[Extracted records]
○ ○ ○ ○ ○ ○ ○
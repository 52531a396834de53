//! Payment confirmation events and the reconciliation rule.

use serde::{Deserialize, Serialize};

use super::{OrderStatus, OrderStatuses, PaymentStatus};

/// Outcome reported by the payment provider.
#[derive(Debug, Clone, Copy, PartialEq, Eq, Hash, Serialize, Deserialize)]
#[serde(rename_all = "lowercase")]
pub enum PaymentEventKind {
    Succeeded,
    Failed,
}

impl PaymentEventKind {
    pub fn as_str(&self) -> &'static str {
        match self {
            PaymentEventKind::Succeeded => "succeeded",
            PaymentEventKind::Failed => "failed",
        }
    }
}

impl std::fmt::Display for PaymentEventKind {
    fn fmt(&self, f: &mut std::fmt::Formatter<'_>) -> std::fmt::Result {
        f.write_str(self.as_str())
    }
}

/// A payment confirmation, already verified by the transport layer.
#[derive(Debug, Clone, PartialEq, Eq, Serialize, Deserialize)]
pub struct PaymentEvent {
    #[serde(rename = "type")]
    pub kind: PaymentEventKind,
    pub payment_intent_id: String,
}

impl PaymentEvent {
    pub fn succeeded(payment_intent_id: impl Into<String>) -> Self {
        Self {
            kind: PaymentEventKind::Succeeded,
            payment_intent_id: payment_intent_id.into(),
        }
    }

    pub fn failed(payment_intent_id: impl Into<String>) -> Self {
        Self {
            kind: PaymentEventKind::Failed,
            payment_intent_id: payment_intent_id.into(),
        }
    }
}

/// Computes the statuses after applying `kind`, or `None` if nothing changes.
///
/// A success marks the payment paid and moves a pending order to
/// processing. A failure marks a pending payment failed and leaves the
/// order pending. `Paid` is final. Applying the same event to its own
/// result is always `None`, so replays are no-ops.
pub fn reconcile(current: OrderStatuses, kind: PaymentEventKind) -> Option<OrderStatuses> {
    let next = match (kind, current.payment_status) {
        (_, PaymentStatus::Paid) => return None,
        (PaymentEventKind::Succeeded, _) => {
            let order_status = if current.order_status == OrderStatus::Pending {
                OrderStatus::Processing
            } else {
                current.order_status
            };
            OrderStatuses::new(order_status, PaymentStatus::Paid)
        }
        (PaymentEventKind::Failed, PaymentStatus::Failed) => return None,
        (PaymentEventKind::Failed, PaymentStatus::Pending) => {
            current.with_payment_status(PaymentStatus::Failed)
        }
    };
    Some(next)
}
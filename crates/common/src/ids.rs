use serde::{Deserialize, Serialize};
use uuid::Uuid;

/// Defines a UUID-backed identifier newtype.
///
/// Each entity gets its own type so a `ProductId` can never be passed where
/// an `OrderId` is expected.
macro_rules! define_id {
    ($(#[$meta:meta])* $name:ident) => {
        $(#[$meta])*
        #[derive(Debug, Clone, Copy, PartialEq, Eq, PartialOrd, Ord, Hash, Serialize, Deserialize)]
        #[serde(transparent)]
        pub struct $name(Uuid);

        impl $name {
            /// Creates a new random identifier.
            pub fn new() -> Self {
                Self(Uuid::new_v4())
            }

            /// Creates an identifier from an existing UUID.
            pub fn from_uuid(uuid: Uuid) -> Self {
                Self(uuid)
            }

            /// Returns the underlying UUID.
            pub fn as_uuid(&self) -> Uuid {
                self.0
            }
        }

        impl Default for $name {
            fn default() -> Self {
                Self::new()
            }
        }

        impl std::fmt::Display for $name {
            fn fmt(&self, f: &mut std::fmt::Formatter<'_>) -> std::fmt::Result {
                write!(f, "{}", self.0)
            }
        }

        impl std::str::FromStr for $name {
            type Err = uuid::Error;

            fn from_str(s: &str) -> Result<Self, Self::Err> {
                Uuid::parse_str(s).map(Self)
            }
        }

        impl From<Uuid> for $name {
            fn from(uuid: Uuid) -> Self {
                Self(uuid)
            }
        }

        impl From<$name> for Uuid {
            fn from(id: $name) -> Self {
                id.0
            }
        }
    };
}

define_id!(
    /// Identifies a registered user (buyer, seller or admin).
    UserId
);
define_id!(
    /// Identifies a catalog product.
    ProductId
);
define_id!(
    /// Identifies a placed order.
    OrderId
);
define_id!(
    /// Identifies one line of a placed order.
    OrderItemId
);
define_id!(ReviewId);
define_id!(MessageId);

#[cfg(test)]
mod tests {
    use super::*;

    #[test]
    fn new_creates_unique_ids() {
        assert_ne!(ProductId::new(), ProductId::new());
    }

    #[test]
    fn from_uuid_preserves_value() {
        let uuid = Uuid::new_v4();
        let id = OrderId::from_uuid(uuid);
        assert_eq!(id.as_uuid(), uuid);
        assert_eq!(Uuid::from(id), uuid);
    }

    #[test]
    fn parses_from_string() {
        let id = UserId::new();
        let parsed: UserId = id.to_string().parse().unwrap();
        assert_eq!(parsed, id);
        assert!("not-a-uuid".parse::<UserId>().is_err());
    }

    #[test]
    fn serializes_as_plain_uuid_string() {
        let id = UserId::new();
        let json = serde_json::to_string(&id).unwrap();
        assert_eq!(json, format!("\"{}\"", id.as_uuid()));
    }
}
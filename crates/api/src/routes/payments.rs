//! Payment provider webhook.

use std::sync::Arc;

use axum::Json;
use axum::extract::State;
use domain::PaymentEvent;
use store::MarketStore;
use workflow::ReconcileOutcome;

use crate::error::ApiError;
use crate::state::AppState;

/// POST /webhooks/payments
///
/// Origin verification happens in front of the API. Every well-formed event
/// is acknowledged with 200, including unknown and replayed intents, so the
/// provider stops redelivering.
#[tracing::instrument(skip(state, event), fields(payment_intent_id = %event.payment_intent_id))]
pub async fn receive<S: MarketStore + Clone + 'static>(
    State(state): State<Arc<AppState<S>>>,
    Json(event): Json<PaymentEvent>,
) -> Result<Json<ReconcileOutcome>, ApiError> {
    if event.payment_intent_id.trim().is_empty() {
        return Err(ApiError::BadRequest(
            "payment_intent_id must not be empty".to_string(),
        ));
    }
    Ok(Json(state.reconciler.apply(&event).await?))
}
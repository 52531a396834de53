//! Payment gateway trait and in-memory implementation.

use std::collections::HashMap;
use std::sync::{Arc, Mutex, MutexGuard, PoisonError};
use std::time::Duration;

use async_trait::async_trait;
use common::{OrderId, UserId};
use domain::Money;

use crate::error::PaymentGatewayError;

/// A payment intent created by the provider for one authorization request.
#[derive(Debug, Clone, PartialEq, Eq)]
pub struct PaymentAuthorization {
    pub payment_intent_id: String,
}

/// The external charge-authorization service.
///
/// Authorization only creates an intent; the final outcome arrives later as
/// a payment event.
#[async_trait]
pub trait PaymentGateway: Send + Sync {
    async fn authorize(
        &self,
        order_id: OrderId,
        buyer_id: UserId,
        amount: Money,
    ) -> Result<PaymentAuthorization, PaymentGatewayError>;
}

#[derive(Debug, Default)]
struct InMemoryGatewayState {
    intents: HashMap<String, (OrderId, UserId, Money)>,
    next_id: u32,
    fail_on_authorize: bool,
    delay: Option<Duration>,
}

/// In-memory payment gateway that issues sequential intent ids.
#[derive(Debug, Clone, Default)]
pub struct InMemoryPaymentGateway {
    state: Arc<Mutex<InMemoryGatewayState>>,
}

impl InMemoryPaymentGateway {
    pub fn new() -> Self {
        Self::default()
    }

    /// Makes every following authorization fail with a decline.
    pub fn set_fail_on_authorize(&self, fail: bool) {
        self.lock().fail_on_authorize = fail;
    }

    /// Delays every following authorization, to simulate a slow provider.
    pub fn set_delay(&self, delay: Option<Duration>) {
        self.lock().delay = delay;
    }

    /// Returns the number of intents issued.
    pub fn intent_count(&self) -> usize {
        self.lock().intents.len()
    }

    /// Returns the order an intent was issued for.
    pub fn order_for_intent(&self, payment_intent_id: &str) -> Option<OrderId> {
        self.lock()
            .intents
            .get(payment_intent_id)
            .map(|(order_id, _, _)| *order_id)
    }

    fn lock(&self) -> MutexGuard<'_, InMemoryGatewayState> {
        self.state.lock().unwrap_or_else(PoisonError::into_inner)
    }
}

#[async_trait]
impl PaymentGateway for InMemoryPaymentGateway {
    async fn authorize(
        &self,
        order_id: OrderId,
        buyer_id: UserId,
        amount: Money,
    ) -> Result<PaymentAuthorization, PaymentGatewayError> {
        let delay = self.lock().delay;
        if let Some(delay) = delay {
            tokio::time::sleep(delay).await;
        }

        let mut state = self.lock();
        if state.fail_on_authorize {
            return Err(PaymentGatewayError::Declined("card declined".to_string()));
        }

        state.next_id += 1;
        let payment_intent_id = format!("pi_{:04}", state.next_id);
        state
            .intents
            .insert(payment_intent_id.clone(), (order_id, buyer_id, amount));

        Ok(PaymentAuthorization { payment_intent_id })
    }
}

#[cfg(test)]
mod tests {
    use super::*;

    #[tokio::test]
    async fn test_authorize_issues_intent() {
        let gateway = InMemoryPaymentGateway::new();
        let order_id = OrderId::new();

        let result = gateway
            .authorize(order_id, UserId::new(), Money::from_cents(2500))
            .await
            .unwrap();
        assert!(result.payment_intent_id.starts_with("pi_"));
        assert_eq!(gateway.intent_count(), 1);
        assert_eq!(gateway.order_for_intent(&result.payment_intent_id), Some(order_id));
    }

    #[tokio::test]
    async fn test_fail_on_authorize() {
        let gateway = InMemoryPaymentGateway::new();
        gateway.set_fail_on_authorize(true);

        let result = gateway
            .authorize(OrderId::new(), UserId::new(), Money::from_cents(100))
            .await;
        assert!(matches!(result, Err(PaymentGatewayError::Declined(_))));
        assert_eq!(gateway.intent_count(), 0);
    }

    #[tokio::test]
    async fn test_sequential_intent_ids() {
        let gateway = InMemoryPaymentGateway::new();
        let order_id = OrderId::new();
        let buyer_id = UserId::new();
        let amount = Money::from_cents(1000);

        let r1 = gateway.authorize(order_id, buyer_id, amount).await.unwrap();
        let r2 = gateway.authorize(order_id, buyer_id, amount).await.unwrap();

        assert_eq!(r1.payment_intent_id, "pi_0001");
        assert_eq!(r2.payment_intent_id, "pi_0002");
    }
}
//! Liveness and Prometheus endpoints.

use axum::Json;
use axum::extract::State;
use axum::http::{StatusCode, header};
use axum::response::IntoResponse;
use metrics_exporter_prometheus::PrometheusHandle;
use serde::Serialize;

#[derive(Serialize)]
pub struct HealthResponse {
    pub status: &'static str,
    pub version: &'static str,
}

/// GET /health
pub async fn health() -> Json<HealthResponse> {
    Json(HealthResponse {
        status: "ok",
        version: env!("CARGO_PKG_VERSION"),
    })
}

/// GET /metrics — Prometheus text exposition.
pub async fn metrics(State(handle): State<PrometheusHandle>) -> impl IntoResponse {
    (
        StatusCode::OK,
        [(header::CONTENT_TYPE, "text/plain; version=0.0.4; charset=utf-8")],
        handle.render(),
    )
}
//! Checkout and the order lifecycle.

use std::time::{Duration, Instant};

use chrono::Utc;
use common::{OrderId, UserId};
use domain::{Order, OrderDetails, OrderPlacement, OrderStatus, PaymentStatus, Role, User};
use store::MarketStore;

use crate::access::{load_actor, load_with_role};
use crate::error::{Result, WorkflowError};
use crate::payment::PaymentGateway;

/// Default upper bound on one payment authorization call.
pub const DEFAULT_PAYMENT_TIMEOUT: Duration = Duration::from_secs(5);

/// Turns carts into orders and drives order status changes.
///
/// Checkout commits the order, its items, the stock decrements and the cart
/// clear as one store transaction, then asks the payment gateway for an
/// intent. Status changes are compare-and-set against the statuses read, so
/// of two concurrent changes at most one applies.
pub struct OrderWorkflow<S: MarketStore, P: PaymentGateway> {
    store: S,
    payment: P,
    payment_timeout: Duration,
}

impl<S: MarketStore, P: PaymentGateway> OrderWorkflow<S, P> {
    pub fn new(store: S, payment: P) -> Self {
        Self {
            store,
            payment,
            payment_timeout: DEFAULT_PAYMENT_TIMEOUT,
        }
    }

    pub fn with_payment_timeout(mut self, timeout: Duration) -> Self {
        self.payment_timeout = timeout;
        self
    }

    /// Places an order from the buyer's cart.
    ///
    /// On `PaymentAuthorizationFailed` the order exists and stays
    /// pending/pending; the buyer can call [`retry_payment`](Self::retry_payment).
    #[tracing::instrument(skip(self), fields(order_id))]
    pub async fn checkout(&self, actor_id: UserId) -> Result<OrderDetails> {
        metrics::counter!("checkout_total").increment(1);
        let start = Instant::now();

        let result = self.place_order(actor_id).await;

        metrics::histogram!("checkout_duration_seconds").record(start.elapsed().as_secs_f64());
        if let Err(ref err) = result {
            metrics::counter!("checkout_failures_total", "reason" => failure_reason(err))
                .increment(1);
            tracing::warn!(error = %err, "checkout failed");
        }
        result
    }

    async fn place_order(&self, actor_id: UserId) -> Result<OrderDetails> {
        let buyer = load_with_role(&self.store, actor_id, Role::Buyer, "check out").await?;

        let cart = self.store.list_cart(buyer.id).await?;
        let placement = OrderPlacement::from_cart(buyer.id, &cart, Utc::now())?;
        tracing::Span::current().record("order_id", tracing::field::display(placement.order.id));

        self.store.commit_checkout(&placement).await?;
        tracing::info!(
            total = %placement.order.total_amount,
            items = placement.items.len(),
            "order placed"
        );

        let mut details = placement.into_details();
        let payment_intent_id = self.request_authorization(&details.order).await?;
        details.order = self.record_intent(details.order, payment_intent_id).await?;
        Ok(details)
    }

    /// Requests a new payment intent for a pending order whose payment failed
    /// or never received an intent. Events for a replaced failed intent are
    /// ignored from then on.
    #[tracing::instrument(skip(self))]
    pub async fn retry_payment(&self, actor_id: UserId, order_id: OrderId) -> Result<Order> {
        let buyer = load_with_role(&self.store, actor_id, Role::Buyer, "pay for orders").await?;
        let order = self.load_order(order_id).await?.order;
        if !order.is_owned_by(buyer.id) {
            return Err(WorkflowError::forbidden("order belongs to another buyer"));
        }
        if !order.can_retry_payment() {
            let reason = match order.payment_intent_id {
                Some(ref intent) if order.payment_status == PaymentStatus::Pending => {
                    format!("payment {intent} is still awaiting confirmation")
                }
                _ => format!(
                    "cannot retry payment for a {} order with {} payment",
                    order.order_status, order.payment_status
                ),
            };
            return Err(WorkflowError::InvalidTransition(reason));
        }

        let payment_intent_id = self.request_authorization(&order).await?;
        self.record_intent(order, payment_intent_id).await
    }

    /// Moves an order along `pending → processing → shipped → delivered`.
    /// Cancelling goes through [`cancel`](Self::cancel) so stock is restored.
    #[tracing::instrument(skip(self))]
    pub async fn transition(
        &self,
        actor_id: UserId,
        order_id: OrderId,
        target: OrderStatus,
    ) -> Result<Order> {
        if target == OrderStatus::Cancelled {
            return self.cancel(actor_id, order_id).await;
        }

        let actor = load_actor(&self.store, actor_id).await?;
        let details = self.load_order(order_id).await?;
        if !self.is_staff_for(&actor, &details).await? {
            return Err(WorkflowError::forbidden(
                "only an admin or a seller in the order may change its status",
            ));
        }

        let mut order = details.order;
        let expected = order.statuses();
        let next = expected.with_order_status(order.order_status.transition_to(target)?);
        let now = Utc::now();
        if !self
            .store
            .update_order_statuses(order_id, expected, next, now)
            .await?
        {
            return Err(WorkflowError::Conflict(
                "order was modified concurrently".to_string(),
            ));
        }

        metrics::counter!("order_transitions_total", "to" => target.as_str()).increment(1);
        tracing::info!(from = %order.order_status, to = %target, "order status changed");
        order.order_status = next.order_status;
        order.updated_at = now;
        Ok(order)
    }

    /// Cancels an order and returns its items to stock.
    ///
    /// Buyers may cancel their own pending orders. Admins and sellers in the
    /// order may cancel pending or processing orders.
    #[tracing::instrument(skip(self))]
    pub async fn cancel(&self, actor_id: UserId, order_id: OrderId) -> Result<Order> {
        let actor = load_actor(&self.store, actor_id).await?;
        let details = self.load_order(order_id).await?;

        let is_staff = self.is_staff_for(&actor, &details).await?;
        if !is_staff && !details.order.is_owned_by(actor.id) {
            return Err(WorkflowError::forbidden("order belongs to another buyer"));
        }
        let mut order = details.order;
        if !is_staff && order.order_status != OrderStatus::Pending {
            return Err(WorkflowError::InvalidTransition(format!(
                "buyers can only cancel pending orders, this one is {}",
                order.order_status
            )));
        }

        let expected = order.statuses();
        let next =
            expected.with_order_status(order.order_status.transition_to(OrderStatus::Cancelled)?);
        let now = Utc::now();
        if !self.store.cancel_order(order_id, expected, next, now).await? {
            return Err(WorkflowError::Conflict(
                "order was modified concurrently".to_string(),
            ));
        }

        metrics::counter!("order_transitions_total", "to" => OrderStatus::Cancelled.as_str())
            .increment(1);
        tracing::info!(from = %order.order_status, "order cancelled");
        order.order_status = next.order_status;
        order.updated_at = now;
        Ok(order)
    }

    /// Orders visible to the actor, newest first.
    pub async fn list_orders(&self, actor_id: UserId) -> Result<Vec<Order>> {
        let actor = load_actor(&self.store, actor_id).await?;
        let orders = match actor.role {
            Role::Buyer => self.store.list_orders_for_buyer(actor.id).await?,
            Role::Seller => self.store.list_orders_for_seller(actor.id).await?,
            Role::Admin => self.store.list_all_orders().await?,
        };
        Ok(orders)
    }

    /// Loads an order with its items if the actor may see it.
    pub async fn get_order(&self, actor_id: UserId, order_id: OrderId) -> Result<OrderDetails> {
        let actor = load_actor(&self.store, actor_id).await?;
        let details = self.load_order(order_id).await?;
        if details.order.is_owned_by(actor.id) || self.is_staff_for(&actor, &details).await? {
            return Ok(details);
        }
        Err(WorkflowError::forbidden("order is not visible to this user"))
    }

    async fn load_order(&self, order_id: OrderId) -> Result<OrderDetails> {
        self.store
            .get_order(order_id)
            .await?
            .ok_or_else(|| WorkflowError::not_found("order", order_id))
    }

    /// Admins, and sellers owning at least one product in the order.
    async fn is_staff_for(&self, actor: &User, details: &OrderDetails) -> Result<bool> {
        match actor.role {
            Role::Admin => Ok(true),
            Role::Buyer => Ok(false),
            Role::Seller => {
                for item in &details.items {
                    if let Some(product) = self.store.get_product(item.product_id).await?
                        && product.is_owned_by(actor.id)
                    {
                        return Ok(true);
                    }
                }
                Ok(false)
            }
        }
    }

    /// Asks the gateway for a payment intent, bounded by the configured timeout.
    async fn request_authorization(&self, order: &Order) -> Result<String> {
        let call = self
            .payment
            .authorize(order.id, order.buyer_id, order.total_amount);

        let reason = match tokio::time::timeout(self.payment_timeout, call).await {
            Ok(Ok(authorization)) => return Ok(authorization.payment_intent_id),
            Ok(Err(err)) => err.to_string(),
            Err(_) => format!(
                "payment provider did not answer within {} ms",
                self.payment_timeout.as_millis()
            ),
        };

        tracing::warn!(order_id = %order.id, %reason, "payment authorization failed");
        Err(WorkflowError::PaymentAuthorizationFailed {
            order_id: order.id,
            reason,
        })
    }

    /// Stores a new intent on a pending order and resets its payment to pending.
    async fn record_intent(&self, mut order: Order, payment_intent_id: String) -> Result<Order> {
        let now = Utc::now();
        let attached = self
            .store
            .attach_payment_intent(order.id, order.statuses(), &payment_intent_id, now)
            .await?;
        if !attached {
            return Err(WorkflowError::Conflict(
                "order changed before its payment intent was recorded".to_string(),
            ));
        }

        tracing::info!(order_id = %order.id, %payment_intent_id, "payment intent attached");
        order.payment_intent_id = Some(payment_intent_id);
        order.payment_status = PaymentStatus::Pending;
        order.updated_at = now;
        Ok(order)
    }
}

/// Metric label for a failed checkout.
fn failure_reason(err: &WorkflowError) -> &'static str {
    match err {
        WorkflowError::EmptyCart => "empty_cart",
        WorkflowError::InsufficientStock(_) => "insufficient_stock",
        WorkflowError::PaymentAuthorizationFailed { .. } => "payment_authorization",
        WorkflowError::Conflict(_) => "conflict",
        WorkflowError::Forbidden(_) | WorkflowError::UnknownActor(_) => "forbidden",
        _ => "other",
    }
}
○ ○ ○ ○ ○ ○ ○
### Aim of the exercise
Once a line of the records is found to contain "PaymentStatus", copy it out.

### Output for this task
use super::{OrderStatus, OrderStatuses, PaymentStatus};
        (_, PaymentStatus::Paid) => return None,
            OrderStatuses::new(order_status, PaymentStatus::Paid)
        (PaymentEventKind::Failed, PaymentStatus::Failed) => return None,
        (PaymentEventKind::Failed, PaymentStatus::Pending) => {
            current.with_payment_status(PaymentStatus::Failed)
use domain::{Order, OrderDetails, OrderPlacement, OrderStatus, PaymentStatus, Role, User};
                Some(ref intent) if order.payment_status == PaymentStatus::Pending => {
        order.payment_status = PaymentStatus::Pending;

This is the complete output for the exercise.